Kennedy Browne

How Capital Moves

Kennedy Browne

Mouvements de fonds (2010)

Installation vidéo sur deux canaux, 26 min, en boucle

C'est une installation qui porte sur la précarité du travail dans le système capitaliste de ce début de siècle et dans l'économie mondiale. Elle montre des employés de l'informatique, aux profils différents mais tous mécontents, qui nous racontent leur expérience personnelle du travail. L'acteur polonais Tomasz Mandes nous fait entendre la voix de bien des salariés. Kennedy Browne a rassemblé des messages authentiques issus d'un forum en ligne sur lequel s'exprime le personnel informatique pour en faire un script. Récemment, Kennedy Browne a notamment présenté son travail au pavillon irlandais de la 53e Biennale de Venise en 2009, à la fondation Kadist de Paris en 2010 et à la Biennale du Caire en 2010.

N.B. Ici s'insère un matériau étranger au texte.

// SPDX-License-Identifier: MIT
// Copyright (c) 2026 StarTuz

use anyhow::{Context, Result};
use clap::{Parser, Subcommand};
use itinera_core::config::{ConfigManager, ItineraConfig};
use itinera_core::http::HttpBackend;
use itinera_core::name_key::normalize_key;
use itinera_core::pipeline::{CycleReport, PipelineEvent, StageStatus, TripContext};
use itinera_core::services::TripRequest;
use itinera_core::viewport::Viewport;
use itinera_core::TripPipeline;
use log::LevelFilter;
use simplelog::{ColorChoice, TermLogger, TerminalMode};
use std::path::PathBuf;
use std::str::FromStr;
use std::sync::Arc;

#[derive(Parser)]
#[command(author, version, about, long_about = None)]
struct Cli {
    /// Base URL of the trip backend
    #[arg(long, env = "ITINERA_API_URL")]
    api_url: Option<String>,

    /// Path to config.json
    #[arg(long, env = "ITINERA_CONFIG")]
    config: Option<PathBuf>,

    /// Increase log output (-v debug, -vv trace)
    #[arg(short, long, action = clap::ArgAction::Count)]
    verbose: u8,

    #[command(subcommand)]
    command: Commands,
}

#[derive(Subcommand)]
enum Commands {
    /// Generate an itinerary, place its stops on the map and route between them
    Plan {
        #[arg(long)]
        destination: String,
        #[arg(long)]
        month: Option<String>,
        /// Repeatable interest, e.g. --pref museums --pref food
        #[arg(long = "pref")]
        preferences: Vec<String>,
        #[arg(long)]
        budget: Option<f64>,
        /// ISO country code to bias geocoding
        #[arg(long)]
        country: Option<String>,
        /// Extra attempts for stops that stay unresolved
        #[arg(long, default_value_t = 1)]
        retries: u32,
    },
    /// Normalize a saved generator payload without asking for a new one
    Show {
        file: PathBuf,
        #[arg(long)]
        destination: Option<String>,
        #[arg(long)]
        country: Option<String>,
        /// Also resolve coordinates through the backend
        #[arg(long)]
        resolve: bool,
    },
    /// Print the matching key for a place name
    Key { text: String },
    /// Print the effective configuration
    Config {
        /// Write it back to the config file
        #[arg(long)]
        save: bool,
    },
}

#[tokio::main]
async fn main() -> Result<()> {
    let cli = Cli::parse();

    let manager = match &cli.config {
        Some(path) => ConfigManager::new(path),
        None => ConfigManager::default(),
    };
    let mut config = manager.load()?;
    if let Some(url) = &cli.api_url {
        config.api_base_url = url.clone();
        config.validate()?;
    }

    init_logging(cli.verbose, &config);

    match cli.command {
        Commands::Plan {
            destination,
            month,
            preferences,
            budget,
            country,
            retries,
        } => {
            let pipeline = build_pipeline(&config)?;
            let request = TripRequest {
                destination,
                month,
                preferences,
                budget,
            };

            let report = pipeline.generate(&request, country).await?;
            print_stage_failures(&report);

            let mut missing = report.still_missing;
            for attempt in 1..=retries {
                if missing.is_empty() {
                    break;
                }
                println!(
                    "Retrying {} unresolved stop(s) (attempt {}/{})",
                    missing.len(),
                    attempt,
                    retries
                );
                let retry = pipeline.handle(PipelineEvent::RetryRequested).await;
                print_stage_failures(&retry);
                missing = retry.still_missing;
            }

            print_state(&pipeline);
        }
        Commands::Show {
            file,
            destination,
            country,
            resolve,
        } => {
            let content = std::fs::read_to_string(&file)
                .with_context(|| format!("Failed to read {}", file.display()))?;
            let raw: serde_json::Value = serde_json::from_str(&content)
                .with_context(|| format!("Failed to parse {}", file.display()))?;

            let pipeline = build_pipeline(&config)?;
            let count = pipeline.load_raw(&raw);
            println!("Loaded {} item(s) from {}", count, file.display());

            if resolve {
                let destination = destination
                    .or_else(|| {
                        raw.get("destination")
                            .and_then(|d| d.as_str())
                            .map(str::to_string)
                    })
                    .ok_or_else(|| {
                        anyhow::anyhow!(
                            "No destination in the payload. Please specify with --destination."
                        )
                    })?;
                let mut context = TripContext::new(destination);
                context.country = country;
                let report = pipeline
                    .handle(PipelineEvent::ContextChanged(context))
                    .await;
                print_stage_failures(&report);
            }

            print_state(&pipeline);
        }
        Commands::Key { text } => {
            println!("{}", normalize_key(&text));
        }
        Commands::Config { save } => {
            println!("{}", serde_json::to_string_pretty(&config)?);
            if save {
                manager.save(&config)?;
                println!("Saved to {}", manager.path().display());
            }
        }
    }

    Ok(())
}

fn init_logging(verbose: u8, config: &ItineraConfig) {
    let level = match verbose {
        0 => LevelFilter::from_str(&config.log_level).unwrap_or(LevelFilter::Info),
        1 => LevelFilter::Debug,
        _ => LevelFilter::Trace,
    };
    // Only fails when a logger is already installed.
    let _ = TermLogger::init(
        level,
        simplelog::Config::default(),
        TerminalMode::Stderr,
        ColorChoice::Auto,
    );
}

fn build_pipeline(config: &ItineraConfig) -> Result<TripPipeline> {
    let backend = HttpBackend::new(config).context("Failed to build HTTP client")?;
    Ok(TripPipeline::with_backend(Arc::new(backend))
        .with_viewport_options(config.viewport.clone())
        .with_disambiguation(config.disambiguate_queries))
}

fn print_stage_failures(report: &CycleReport) {
    if let StageStatus::Failed(e) = &report.geocode {
        println!("Geocoding failed: {}", e);
    }
    if let StageStatus::Failed(e) = &report.routes {
        println!("Routing failed, showing markers only: {}", e);
    }
}

fn print_state(pipeline: &TripPipeline) {
    let state = pipeline.snapshot();
    if !state.context.destination.is_empty() {
        println!("Itinerary for {}", state.context.destination);
    }

    for (i, item) in state.items.iter().enumerate() {
        let marker = if item.is_resolved() { "[x]" } else { "[?]" };
        println!(
            "{} {:>2}. {} | {} | {} | {}",
            marker,
            i + 1,
            item.title,
            if item.time.is_empty() { "-" } else { item.time.as_str() },
            item.category,
            item.price
        );
        if let Some(at) = item.coordinates {
            println!("        at {:.5}, {:.5}", at.lat, at.lng);
        }
        if !item.description.is_empty() {
            println!("        {}", item.description);
        }
    }

    let missing: Vec<&str> = state
        .items
        .iter()
        .filter(|i| !i.is_resolved())
        .map(|i| i.title.as_str())
        .collect();
    if !missing.is_empty() {
        println!("Not on the map: {}", missing.join(", "));
    }
    for c in &state.collisions {
        println!(
            "Warning: {:?} and {:?} match the same place key '{}'",
            c.kept, c.dropped, c.key
        );
    }

    println!("Route segments: {}", state.segments.len());
    print_viewport(&pipeline.viewport());
}

fn print_viewport(viewport: &Viewport) {
    match viewport.zoom {
        Some(zoom) => println!(
            "Viewport: center {:.5}, {:.5} zoom {}",
            viewport.center.lat, viewport.center.lng, zoom
        ),
        None => match viewport.extent() {
            Some(b) => println!(
                "Viewport: fit [{:.5}, {:.5}] - [{:.5}, {:.5}] padding {}px",
                b.min_lat, b.min_lng, b.max_lat, b.max_lng, viewport.padding[0]
            ),
            None => println!("Viewport: fit {} point(s)", viewport.bounds.len()),
        },
    }
}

http://www.kennedybrowne.com

Mon histoire européenne

Gareth Kennedy et Sarah Browne sont des citoyens de la République irlandaise. Kennedy vient de la côte ouest de l'île et Browne, de l'est. C'est une coïncidence mais tous deux ont passé une grande partie de leur enfance au centre de l'île, région dans laquelle le père de Kennedy travaillait et le père de Browne est encore agriculteur. En grandissant dans les années 1980, ils ont vu l'Irlande traverser une période de récession, puis s'en sortir péniblement en s'ouvrant aux mouvements de la mondialisation et au libre-échange dans les années 1990, l'âge du Tigre celtique, alors qu'un homme politique marquait les esprits en affirmant que l'Irlande était « plus proche de Boston que de Berlin ». Ainsi, à la différence de nombre de leurs aînés, ni Kennedy, ni Browne n'ont dû émigrer pour trouver du travail : leur grande mobilité a été autant un choix qu'un privilège. La sélection des itinéraires qu'ils empruntent et des zones géographiques européennes qu'ils explorent est largement influencée par la préférence de Ryanair pour les aéroports secondaires, qui va de pair avec la curiosité toujours intacte que suscitent les régions dites périphériques chez Kennedy et Browne. Ils ont appris à voyager léger, avec un bagage à main de dix kilos ou moins. L'intérêt qu'ils portent à ces régions périphériques enrichit encore aujourd'hui leurs vies personnelle et professionnelle. Pour contraster avec leur existence péripatétique liée à leur activité sur la scène de l'art contemporain (ils ont participé aux Biennales de Venise, de Poznań, de Łódź et du Caire), Kennedy et Browne se sont essayés à un autre mode de vie en se nourrissant pendant trois ans grâce à leur culture vivrière dans la zone rurale du nord-ouest de l'Irlande.